[Records drawn from a dataset]
/---

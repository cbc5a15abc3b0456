//! Fuzzy string similarity on a 0–100 scale.
//!
//! `ratio` is the normalized indel similarity: `2 * LCS / (len_a + len_b)`.
//! `partial_ratio` slides the shorter string across the longer one (including
//! partially overlapping prefix/suffix windows) and keeps the best `ratio`.

use rapidfuzz::distance::indel;

/// Best `ratio` between the shorter string and any window of the longer one.
pub fn partial_ratio(a: &str, b: &str) -> f64 {
    let a: Vec<char> = a.chars().collect();
    let b: Vec<char> = b.chars().collect();
    let (needle, haystack) = if a.len() <= b.len() { (a, b) } else { (b, a) };

    if needle.is_empty() {
        return 0.0;
    }

    let n = needle.len();
    let h = haystack.len();
    let mut best = 0.0_f64;

    // Windows growing in from the left edge.
    for end in 1..n {
        best = best.max(ratio_chars(&needle, &haystack[..end]));
    }
    // Full-length windows.
    for start in 0..=(h - n) {
        best = best.max(ratio_chars(&needle, &haystack[start..start + n]));
        if best >= 100.0 {
            return 100.0;
        }
    }
    // Windows shrinking out at the right edge.
    for start in (h - n + 1)..h {
        best = best.max(ratio_chars(&needle, &haystack[start..]));
    }

    best
}

/// Picks the best-scoring candidate for `query`. Ties keep the earliest candidate.
pub fn best_match<'a>(
    query: &str,
    candidates: &[&'a str],
    scorer: fn(&str, &str) -> f64,
) -> Option<(&'a str, f64)> {
    let mut best: Option<(&'a str, f64)> = None;
    for &candidate in candidates {
        let score = scorer(query, candidate);
        if best.map_or(true, |(_, s)| score > s) {
            best = Some((candidate, score));
        }
    }
    best
}

/// Normalized indel similarity `2 * LCS / (len_a + len_b)`, scaled to 0–100.
fn ratio_chars(a: &[char], b: &[char]) -> f64 {
    100.0 * indel::normalized_similarity(a.iter().copied(), b.iter().copied())
}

\---

*AIM OF THE TASK*: Could you write out, exactly as they stand, only the lines above that begin at the line with "a 0–100 scale." and stop after the line with "let h = haystack.len();"?

*THE ANSWER*:
//! Fuzzy string similarity on a 0–100 scale.
//!
//! `ratio` is the normalized indel similarity: `2 * LCS / (len_a + len_b)`.
//! `partial_ratio` slides the shorter string across the longer one (including
//! partially overlapping prefix/suffix windows) and keeps the best `ratio`.

use rapidfuzz::distance::indel;

/// Best `ratio` between the shorter string and any window of the longer one.
pub fn partial_ratio(a: &str, b: &str) -> f64 {
    let a: Vec<char> = a.chars().collect();
    let b: Vec<char> = b.chars().collect();
    let (needle, haystack) = if a.len() <= b.len() { (a, b) } else { (b, a) };

    if needle.is_empty() {
        return 0.0;
    }

    let n = needle.len();
    let h = haystack.len();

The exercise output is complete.